Margaret – Extended Director’s Cut – Presented by Look at Me Film Club  – Thursday 26th September @ 7:30, The Others
Look at Me Film Club, usually offering a brilliantly diverse selection of films at the Stag’s Head, is offering the UK cinema debut of Kenneth Lonergan’s director’s cut of Margaret. Definitely not a money exercise afterthought, the film was in editing hell for years before finally limping into theatres in 2011. If Lonergan’s previous work (the amazing You Can Count on Me) isn’t enough to convince you, there’s the cast: Anna Paquin, Matt Damon and Mark Ruffalo (and a brilliantly hideous role played by the director himself). Mummified in its own time, this deserves to be seen.

Z/ Medium Cool – Presented by Genesis Cinema – Tuesday 17th September @ 7:00, Genesis Cinema FREEEEEE
Both Z and Medium Cool have been inspirations for successive waves of radicals (perhaps explaining why the powers that be keep them off Region 2 DVD, right?).
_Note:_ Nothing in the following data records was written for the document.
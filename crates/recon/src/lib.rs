//! `catalink-recon`: reconciles local catalog tables against an external
//! knowledge base.
//!
//! Pure engine crate: receives parsed rows and a lookup implementation,
//! returns reconciled rows plus a per-row report. No network or CLI
//! dependencies.

pub mod config;
pub mod engine;
pub mod error;
pub mod evidence;
pub mod geo;
pub mod index;
pub mod lookup;
pub mod matcher;
pub mod model;
pub mod names;
pub mod table;
pub mod years;

pub use config::ReconConfig;
pub use engine::{run, RunReport};
pub use error::ReconError;
pub use lookup::{ExternalLookup, LookupError, OfflineLookup};
pub use model::{
    CatalogRecord, Coordinate, EntityKind, Facts, InstitutionRecord, PersonRecord, Provenance,
    SpaceRecord,
};
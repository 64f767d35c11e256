//! OpenStreetMap Nominatim reverse geocoder.
//!
//! `GET /reverse?format=jsonv2&lat=…&lon=…` → `display_name`. A location
//! Nominatim cannot resolve comes back as `200 {"error": "Unable to geocode"}`.

use catalink_recon::{Coordinate, LookupError};

use super::common::HttpClient;

pub const GEOCODER_ENDPOINT: &str = "https://nominatim.openstreetmap.org";

pub struct NominatimClient {
    client: HttpClient,
    base_url: String,
    language: String,
}

impl NominatimClient {
    pub(crate) fn new(client: HttpClient, base_url: impl Into<String>, language: impl Into<String>) -> Self {
        Self {
            client,
            base_url: base_url.into().trim_end_matches('/').to_string(),
            language: language.into(),
        }
    }

    pub(crate) fn requests_sent(&self) -> u32 {
        self.client.requests_sent()
    }

    pub fn reverse(&self, coordinate: Coordinate) -> Result<Option<String>, LookupError> {
        let url = format!("{}/reverse", self.base_url);
        let lat = coordinate.lat.to_string();
        let lon = coordinate.lon.to_string();
        let body = self.client.get_json(|http| {
            http.get(&url)
                .header("Accept-Language", self.language.as_str())
                .query(&[
                    ("format", "jsonv2"),
                    ("lat", lat.as_str()),
                    ("lon", lon.as_str()),
                ])
        })?;

        if let Some(error) = body.get("error") {
            tracing::debug!(lat = coordinate.lat, lon = coordinate.lon, %error, "no address");
            return Ok(None);
        }

        let address = body
            .get("display_name")
            .and_then(|v| v.as_str())
            .map(str::trim)
            .filter(|s| !s.is_empty())
            .map(str::to_string);
        tracing::debug!(lat = coordinate.lat, lon = coordinate.lon, address = ?address, "reverse geocode");
        Ok(address)
    }
}
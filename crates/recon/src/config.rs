use serde::Deserialize;

use crate::error::ReconError;
use crate::geo::RECONCILE_TOLERANCE;

// ---------------------------------------------------------------------------
// Top-level config
// ---------------------------------------------------------------------------

/// Engine settings. Unknown tables (e.g. `[lookup]`, read by the CLI) are ignored.
#[derive(Debug, Clone, Deserialize)]
pub struct ReconConfig {
    /// Written to `last_modified_by` whenever a row changes.
    #[serde(default)]
    pub editor: Option<String>,
    /// Slate priority after the row's own language.
    #[serde(default = "default_languages")]
    pub languages: Vec<String>,
    #[serde(default)]
    pub geo: GeoConfig,
}

fn default_languages() -> Vec<String> {
    vec!["en".to_string()]
}

impl Default for ReconConfig {
    fn default() -> Self {
        Self {
            editor: None,
            languages: default_languages(),
            geo: GeoConfig::default(),
        }
    }
}

// ---------------------------------------------------------------------------
// Geo
// ---------------------------------------------------------------------------

#[derive(Debug, Clone, Deserialize)]
pub struct GeoConfig {
    /// Per-axis tolerance, in degrees, between a local and a knowledge-base coordinate.
    #[serde(default = "default_tolerance")]
    pub tolerance_degrees: f64,
}

fn default_tolerance() -> f64 {
    RECONCILE_TOLERANCE
}

impl Default for GeoConfig {
    fn default() -> Self {
        Self {
            tolerance_degrees: default_tolerance(),
        }
    }
}

// ---------------------------------------------------------------------------
// Parse + Validate
// ---------------------------------------------------------------------------

impl ReconConfig {
    pub fn from_toml(input: &str) -> Result<Self, ReconError> {
        let config: ReconConfig =
            toml::from_str(input).map_err(|e| ReconError::ConfigParse(e.to_string()))?;
        config.validate()?;
        Ok(config)
    }

    pub fn validate(&self) -> Result<(), ReconError> {
        if let Some(editor) = &self.editor {
            if editor.trim().is_empty() {
                return Err(ReconError::ConfigValidation("editor must not be empty".into()));
            }
        }

        if self.languages.is_empty() {
            return Err(ReconError::ConfigValidation(
                "at least one language is required".into(),
            ));
        }

        for lang in &self.languages {
            let valid = !lang.is_empty()
                && lang.chars().all(|c| c.is_ascii_alphanumeric() || c == '-');
            if !valid {
                return Err(ReconError::ConfigValidation(format!(
                    "invalid language tag '{lang}'"
                )));
            }
        }

        let tol = self.geo.tolerance_degrees;
        if !(tol > 0.0 && tol <= 90.0) {
            return Err(ReconError::ConfigValidation(format!(
                "geo.tolerance_degrees must be in (0, 90], got {tol}"
            )));
        }

        Ok(())
    }
}

// ---------------------------------------------------------------------------
// Tests
// ---------------------------------------------------------------------------
//! One-off lookups: `catalink locate` and `catalink names`.

use std::path::PathBuf;

use catalink_recon::geo::{match_place, GeoMatch};
use catalink_recon::names::order_names;
use catalink_recon::Coordinate;

use crate::exit_codes::EXIT_RECON_LOOKUP;
use crate::lookup::HttpLookup;
use crate::settings::Settings;
use crate::CliError;

pub struct LocateArgs {
    pub name: String,
    pub lat: f64,
    pub lon: f64,
    pub tolerance: f64,
    pub language: Option<String>,
    pub config: Option<PathBuf>,
}

pub fn cmd_locate(args: LocateArgs) -> Result<(), CliError> {
    if !(-90.0..=90.0).contains(&args.lat) || !(-180.0..=180.0).contains(&args.lon) {
        return Err(CliError::args(format!(
            "coordinate out of range: {}, {}",
            args.lat, args.lon
        )));
    }
    if !(args.tolerance > 0.0 && args.tolerance <= 90.0) {
        return Err(CliError::args(format!(
            "--tolerance must be in (0, 90], got {}",
            args.tolerance
        )));
    }

    let settings = Settings::load(args.config.as_deref())?;
    let language = args
        .language
        .or_else(|| settings.recon.languages.first().cloned())
        .unwrap_or_else(|| "en".to_string());

    let lookup_err = |e: catalink_recon::LookupError| CliError {
        code: EXIT_RECON_LOOKUP,
        message: e.to_string(),
        hint: None,
    };
    let lookup = HttpLookup::from_settings(&settings.lookup, &language).map_err(lookup_err)?;
    let found = match_place(
        &lookup,
        &args.name,
        Coordinate::new(args.lat, args.lon),
        &language,
        args.tolerance,
    )
    .map_err(lookup_err)?;

    match &found {
        GeoMatch::ConfirmedByAddress { address } => {
            tracing::info!(name = %args.name, %address, "confirmed by address")
        }
        GeoMatch::Identified { hit, .. } => {
            tracing::info!(name = %args.name, id = %hit.id, label = %hit.label, "identified")
        }
        GeoMatch::NoMatch => tracing::info!(name = %args.name, "no match"),
    }

    let json = serde_json::to_string_pretty(&found)
        .map_err(|e| CliError::internal(format!("JSON serialization error: {e}")))?;
    println!("{json}");
    Ok(())
}

pub fn cmd_names(family: Option<String>, given: Option<String>, language: String) -> Result<(), CliError> {
    let blank = |part: &Option<String>| part.as_deref().map_or(true, |s| s.trim().is_empty());
    if blank(&family) && blank(&given) {
        return Err(CliError::args("no name to order").with_hint("pass --family and/or --given"));
    }
    let names = order_names(family.as_deref(), given.as_deref(), &language);
    for name in names {
        println!("{name}");
    }
    Ok(())
}
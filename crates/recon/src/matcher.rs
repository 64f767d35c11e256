//! Weighted candidate matching.
//!
//! A candidate's weight is the number of scoring fields on which it agrees
//! with the local row. Candidates come in slates, one per (language, name
//! variant) query that returned hits. Slates are ordered by language
//! priority, then name-variant order; the earliest slate wins ties.

use std::collections::BTreeSet;

use serde::Serialize;

use crate::model::{CatalogRecord, ExternalCandidate, Facts, Field};
use crate::years::year_constraint;

// ---------------------------------------------------------------------------
// Match profile
// ---------------------------------------------------------------------------

#[derive(Debug, Clone, PartialEq)]
enum Expectation {
    Exact(String),
    YearIn(BTreeSet<String>),
}

#[derive(Debug, Clone, PartialEq)]
struct Criterion {
    field: Field,
    expect: Expectation,
}

/// The local row's known values for its kind's scoring fields.
#[derive(Debug, Clone, Default, PartialEq)]
pub struct MatchProfile {
    criteria: Vec<Criterion>,
}

impl MatchProfile {
    pub fn from_record<R: CatalogRecord>(record: &R) -> Self {
        let criteria = R::SCORING_FIELDS
            .iter()
            .filter_map(|&field| {
                let value = record.field(field)?;
                let expect = if field.is_year() {
                    let years = year_constraint(value);
                    if years.is_empty() {
                        return None;
                    }
                    Expectation::YearIn(years)
                } else {
                    Expectation::Exact(value.to_string())
                };
                Some(Criterion { field, expect })
            })
            .collect();
        Self { criteria }
    }

    /// Number of constraints the local row contributes.
    pub fn len(&self) -> usize {
        self.criteria.len()
    }

    pub fn is_empty(&self) -> bool {
        self.criteria.is_empty()
    }

    /// Count agreeing fields. A value absent on the candidate never counts.
    pub fn weigh(&self, facts: &Facts) -> u32 {
        self.criteria
            .iter()
            .filter(|c| {
                let Some(theirs) = facts.value(c.field) else { return false };
                match &c.expect {
                    Expectation::Exact(ours) => *ours == theirs,
                    Expectation::YearIn(years) => years.contains(&theirs),
                }
            })
            .count() as u32
    }
}

// ---------------------------------------------------------------------------
// Slates
// ---------------------------------------------------------------------------

/// Candidates returned by one name query.
#[derive(Debug, Clone)]
pub struct Slate {
    pub language: String,
    pub query: String,
    pub candidates: Vec<ExternalCandidate>,
}

/// The chosen candidate and where it came from.
#[derive(Debug, Clone, PartialEq, Serialize)]
pub struct Selection {
    pub candidate: ExternalCandidate,
    pub weight: u32,
    pub language: String,
    pub query: String,
    /// Number of non-empty slates considered.
    pub slates: usize,
}

/// Languages to query, in priority order: the row's own language, then the
/// configured list, without repeats.
pub fn slate_languages(row_language: Option<&str>, configured: &[String]) -> Vec<String> {
    let mut languages: Vec<String> = Vec::new();
    for lang in row_language.into_iter().chain(configured.iter().map(String::as_str)) {
        let lang = lang.trim();
        if !lang.is_empty() && !languages.iter().any(|l| l.eq_ignore_ascii_case(lang)) {
            languages.push(lang.to_string());
        }
    }
    languages
}

/// Best candidate of one slate: highest weight, earliest on ties.
pub fn best_in_slate<'a>(
    profile: &MatchProfile,
    slate: &'a Slate,
) -> Option<(&'a ExternalCandidate, u32)> {
    let mut best: Option<(&ExternalCandidate, u32)> = None;
    for candidate in &slate.candidates {
        let weight = profile.weigh(&candidate.facts);
        if best.map_or(true, |(_, w)| weight > w) {
            best = Some((candidate, weight));
        }
    }
    best
}

/// Pick the winning candidate across slates.
///
/// A lone slate is accepted whatever its weight: without a second opinion a
/// zero weight is not evidence of a mismatch. Across slates the strictly
/// higher weight wins and ties keep the earlier slate. Empty slates are
/// ignored; no candidates at all means no match.
pub fn select(profile: &MatchProfile, slates: &[Slate]) -> Option<Selection> {
    let mut best: Option<(&Slate, &ExternalCandidate, u32)> = None;
    let mut considered = 0;

    for slate in slates {
        let Some((candidate, weight)) = best_in_slate(profile, slate) else { continue };
        considered += 1;
        if best.map_or(true, |(_, _, w)| weight > w) {
            best = Some((slate, candidate, weight));
        }
    }

    best.map(|(slate, candidate, weight)| Selection {
        candidate: candidate.clone(),
        weight,
        language: slate.language.clone(),
        query: slate.query.clone(),
        slates: considered,
    })
}
//! Catalog ID index: local ID membership, external ID bindings, and the
//! allocation cursor.

use std::collections::{BTreeMap, BTreeSet};

use serde::Serialize;
use thiserror::Error;

use crate::model::CatalogRecord;

#[derive(Debug, Clone, PartialEq, Eq, Error)]
pub enum AllocationError {
    #[error("the catalog has no local IDs to continue from")]
    NoCursor,

    #[error("local ID '{0}' has no numeric suffix")]
    NoNumericSuffix(String),

    #[error("local ID '{0}' is the last one its width allows")]
    Exhausted(String),
}

/// Next ID after `current`: numeric suffix + 1, same prefix, same width.
///
/// `AG0009` → `AG0010`. A suffix that would need an extra digit is an error
/// rather than a silently wider ID.
pub fn next_local_id(current: &str) -> Result<String, AllocationError> {
    let split = current
        .char_indices()
        .rev()
        .take_while(|(_, c)| c.is_ascii_digit())
        .last()
        .map(|(i, _)| i)
        .ok_or_else(|| AllocationError::NoNumericSuffix(current.to_string()))?;

    let (prefix, digits) = current.split_at(split);
    let width = digits.len();
    let value: u64 = digits
        .parse()
        .map_err(|_| AllocationError::NoNumericSuffix(current.to_string()))?;
    let next = value
        .checked_add(1)
        .ok_or_else(|| AllocationError::Exhausted(current.to_string()))?;
    let formatted = format!("{next:0width$}");
    if formatted.len() > width {
        return Err(AllocationError::Exhausted(current.to_string()));
    }
    Ok(format!("{prefix}{formatted}"))
}

/// ID sets of the authoritative catalog, advanced as rows are reconciled.
///
/// Membership and the allocation cursor are kept apart: IDs a row merely
/// carries (skipped rows, uncatalogued IDs) are reserved but never move the
/// cursor, so one stray `ZZ0001` cannot reroute allocation.
#[derive(Debug, Clone, Default)]
pub struct CatalogIndex {
    local_ids: BTreeSet<String>,
    /// Largest catalog ID, then the last allocated one.
    cursor: Option<String>,
    /// external ID → local ID
    bindings: BTreeMap<String, String>,
}

impl CatalogIndex {
    pub fn build<R: CatalogRecord>(catalog: &[R]) -> Self {
        let local_ids: BTreeSet<String> =
            catalog.iter().filter_map(|r| r.local_id()).map(str::to_string).collect();
        let cursor = local_ids.last().cloned();

        let mut bindings = BTreeMap::new();
        for row in catalog {
            if let (Some(external), Some(local)) = (row.external_id(), row.local_id()) {
                // First binding wins; `audit` reports the rest.
                bindings.entry(external.to_string()).or_insert_with(|| local.to_string());
            }
        }

        Self { local_ids, cursor, bindings }
    }

    pub fn contains(&self, local_id: &str) -> bool {
        self.local_ids.contains(local_id)
    }

    pub fn len(&self) -> usize {
        self.local_ids.len()
    }

    pub fn is_empty(&self) -> bool {
        self.local_ids.is_empty()
    }

    /// Local ID an external ID is bound to.
    pub fn bound_to(&self, external_id: &str) -> Option<&str> {
        self.bindings.get(external_id).map(String::as_str)
    }

    pub fn bind(&mut self, external_id: &str, local_id: &str) {
        self.bindings.insert(external_id.to_string(), local_id.to_string());
    }

    /// Reserve a local ID a row already carries. The cursor does not move.
    pub fn register(&mut self, local_id: &str) {
        self.local_ids.insert(local_id.to_string());
    }

    /// Largest catalog ID, or the last ID handed out by [`allocate`](Self::allocate).
    pub fn cursor(&self) -> Option<&str> {
        self.cursor.as_deref()
    }

    /// Allocate the first free ID after the cursor and reserve it.
    pub fn allocate(&mut self) -> Result<String, AllocationError> {
        let mut next = next_local_id(self.cursor().ok_or(AllocationError::NoCursor)?)?;
        while self.local_ids.contains(&next) {
            next = next_local_id(&next)?;
        }
        self.local_ids.insert(next.clone());
        self.cursor = Some(next.clone());
        Ok(next)
    }
}

// ---------------------------------------------------------------------------
// Audit
// ---------------------------------------------------------------------------

#[derive(Debug, Clone, PartialEq, Eq, Serialize)]
#[serde(tag = "violation", rename_all = "snake_case")]
pub enum Violation {
    /// Same local ID twice for the same language.
    DuplicateLocalId {
        row: usize,
        first_row: usize,
        local_id: String,
        #[serde(skip_serializing_if = "Option::is_none")]
        language: Option<String>,
    },
    /// One external ID bound to two local IDs.
    ExternalIdRebound {
        row: usize,
        first_row: usize,
        external_id: String,
        local_id: String,
        bound_to: String,
    },
    /// Rows of one local ID disagree on the external ID.
    SplitExternalId {
        row: usize,
        first_row: usize,
        local_id: String,
        external_id: String,
        expected: String,
    },
}

impl std::fmt::Display for Violation {
    fn fmt(&self, f: &mut std::fmt::Formatter<'_>) -> std::fmt::Result {
        match self {
            Self::DuplicateLocalId { row, first_row, local_id, language } => match language {
                Some(lang) => write!(
                    f,
                    "row {row}: local ID '{local_id}' ({lang}) already used by row {first_row}"
                ),
                None => write!(f, "row {row}: local ID '{local_id}' already used by row {first_row}"),
            },
            Self::ExternalIdRebound { row, first_row, external_id, local_id, bound_to } => write!(
                f,
                "row {row}: external ID '{external_id}' on '{local_id}' is already bound to \
                 '{bound_to}' (row {first_row})"
            ),
            Self::SplitExternalId { row, first_row, local_id, external_id, expected } => write!(
                f,
                "row {row}: local ID '{local_id}' has external ID '{external_id}' but row \
                 {first_row} has '{expected}'"
            ),
        }
    }
}

/// Check the uniqueness invariants of a table without any network access.
pub fn audit<R: CatalogRecord>(rows: &[R]) -> Vec<Violation> {
    let mut violations = Vec::new();
    let mut seen_local: BTreeMap<(String, Option<String>), usize> = BTreeMap::new();
    let mut seen_external: BTreeMap<String, (String, usize)> = BTreeMap::new();
    let mut external_of_local: BTreeMap<String, (String, usize)> = BTreeMap::new();

    for (row, record) in rows.iter().enumerate() {
        let Some(local_id) = record.local_id() else { continue };
        let language = record.language().map(str::to_string);

        let key = (local_id.to_string(), language.clone());
        if let Some(&first_row) = seen_local.get(&key) {
            violations.push(Violation::DuplicateLocalId {
                row,
                first_row,
                local_id: local_id.to_string(),
                language,
            });
        } else {
            seen_local.insert(key, row);
        }

        let Some(external_id) = record.external_id() else { continue };

        match seen_external.get(external_id) {
            Some((bound_to, first_row)) if bound_to != local_id => {
                violations.push(Violation::ExternalIdRebound {
                    row,
                    first_row: *first_row,
                    external_id: external_id.to_string(),
                    local_id: local_id.to_string(),
                    bound_to: bound_to.clone(),
                });
            }
            Some(_) => {}
            None => {
                seen_external.insert(external_id.to_string(), (local_id.to_string(), row));
            }
        }

        match external_of_local.get(local_id) {
            Some((expected, first_row)) if expected != external_id => {
                violations.push(Violation::SplitExternalId {
                    row,
                    first_row: *first_row,
                    local_id: local_id.to_string(),
                    external_id: external_id.to_string(),
                    expected: expected.clone(),
                });
            }
            Some(_) => {}
            None => {
                external_of_local.insert(local_id.to_string(), (external_id.to_string(), row));
            }
        }
    }

    violations
}

#[cfg(test)]
mod tests {
    use super::*;
    use crate::model::PersonRecord;
    use proptest::prelude::*;

    fn person(id: &str, qid: &str, lang: &str) -> PersonRecord {
        PersonRecord {
            local_id: Some(id.into()).filter(|s: &String| !s.is_empty()),
            external_id: Some(qid.into()).filter(|s: &String| !s.is_empty()),
            language: Some(lang.into()),
            ..Default::default()
        }
    }

    #[test]
    fn next_id_keeps_prefix_and_width() {
        assert_eq!(next_local_id("AG0001").unwrap(), "AG0002");
        assert_eq!(next_local_id("AG0009").unwrap(), "AG0010");
        assert_eq!(next_local_id("AG0999").unwrap(), "AG1000");
        assert_eq!(next_local_id("0041").unwrap(), "0042");
        assert_eq!(next_local_id("SP-07").unwrap(), "SP-08");
    }

    #[test]
    fn next_id_errors() {
        assert_eq!(
            next_local_id("AG9999"),
            Err(AllocationError::Exhausted("AG9999".into()))
        );
        assert_eq!(
            next_local_id("AGXX"),
            Err(AllocationError::NoNumericSuffix("AGXX".into()))
        );
    }

    #[test]
    fn build_sorts_and_binds() {
        let catalog = vec![
            person("AG0003", "Q3", "zh"),
            person("AG0001", "Q1", "zh"),
            person("AG0001", "Q1", "en"),
            person("AG0002", "", "zh"),
        ];
        let index = CatalogIndex::build(&catalog);
        assert_eq!(index.len(), 3);
        assert_eq!(index.cursor(), Some("AG0003"));
        assert!(index.contains("AG0002"));
        assert!(!index.contains("AG0004"));
        assert_eq!(index.bound_to("Q1"), Some("AG0001"));
        assert_eq!(index.bound_to("Q2"), None);
    }

    #[test]
    fn allocation_advances_cursor() {
        let mut index = CatalogIndex::build(&[person("AG0009", "", "en")]);
        assert_eq!(index.allocate().unwrap(), "AG0010");
        assert_eq!(index.allocate().unwrap(), "AG0011");
        assert_eq!(index.cursor(), Some("AG0011"));
        assert!(index.contains("AG0010"));
    }

    #[test]
    fn registered_ids_are_reserved_but_do_not_move_the_cursor() {
        let mut index = CatalogIndex::build(&[person("AG0005", "", "en")]);
        index.register("ZZ0001");
        index.register("AG9999");
        assert_eq!(index.cursor(), Some("AG0005"));
        assert!(index.contains("ZZ0001"));
        assert_eq!(index.allocate().unwrap(), "AG0006");
    }

    #[test]
    fn allocation_steps_over_reserved_ids() {
        let mut index = CatalogIndex::build(&[person("AG0005", "", "en")]);
        index.register("AG0006");
        index.register("AG0007");
        assert_eq!(index.allocate().unwrap(), "AG0008");
        assert_eq!(index.allocate().unwrap(), "AG0009");
        assert_eq!(index.cursor(), Some("AG0009"));
    }

    #[test]
    fn empty_catalog_has_no_cursor() {
        let mut index = CatalogIndex::build::<PersonRecord>(&[]);
        assert!(index.is_empty());
        assert_eq!(index.allocate(), Err(AllocationError::NoCursor));
    }

    #[test]
    fn audit_reports_duplicates_and_rebinding() {
        let rows = vec![
            person("AG0001", "Q1", "zh"),
            person("AG0001", "Q1", "en"),
            person("AG0001", "Q1", "en"),
            person("AG0002", "Q1", "zh"),
            person("AG0003", "Q3", "zh"),
            person("AG0003", "Q4", "en"),
        ];
        let violations = audit(&rows);
        assert_eq!(violations.len(), 3, "{violations:?}");
        assert!(matches!(
            &violations[0],
            Violation::DuplicateLocalId { row: 2, first_row: 1, .. }
        ));
        assert!(matches!(
            &violations[1],
            Violation::ExternalIdRebound { row: 3, first_row: 0, bound_to, .. } if bound_to == "AG0001"
        ));
        assert!(matches!(
            &violations[2],
            Violation::SplitExternalId { row: 5, first_row: 4, .. }
        ));
        assert!(violations[1].to_string().contains("Q1"));
    }

    #[test]
    fn audit_accepts_clean_multilanguage_table() {
        let rows = vec![
            person("AG0001", "Q1", "zh"),
            person("AG0001", "Q1", "en"),
            person("AG0002", "", "zh"),
            person("", "", "zh"),
        ];
        assert!(audit(&rows).is_empty());
    }

    proptest! {
        #[test]
        fn allocation_is_strictly_increasing(start in 0u32..9_000, count in 1usize..50) {
            let mut index = CatalogIndex::build(&[person(&format!("AG{start:04}"), "", "en")]);
            let mut previous = start;
            for _ in 0..count {
                let id = index.allocate().unwrap();
                prop_assert!(id.starts_with("AG"));
                prop_assert_eq!(id.len(), 6);
                let value: u32 = id[2..].parse().unwrap();
                prop_assert_eq!(value, previous + 1);
                previous = value;
            }
        }
    }
}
Haskell Wexler (owner of a name that is far more than medium cool) produced the semi-documentary film against the backdrop of the Democratic National Convention riot of 1968, prescient in his belief that violence would ensue. Z is a grim satire on Greek politics. Is it relevant to the current mess? The price is right to find out: the Genesis’ screening is FREE!

Peckham and Nunhead Free Film Festival – 5–15th September
An embarrassment of riches, right on my doorstep, at my favourite price. My picks of the programme are Pasolini’s Gospel According to St Matthew in All Saints Church, Japanese drumming and the nature of sound in Japan in the Asylum, Chaplin and Keaton on Peckham Rye and Jacques Costeau at the Centre for Wildlife Gardening.

Variety –  Presented by She Shark Industries –  Sunday 15th September @ 7:00, ICA
Speaking of unknown classics, I have really, really high hopes for this one. An amazing collection of people (Kathy Acker, Nan Goldin, Luiz Gusman, John Lurie, Tom DiCillo etc) created this film about a porno theatre and its inhabitants. Don’t disappoint me now!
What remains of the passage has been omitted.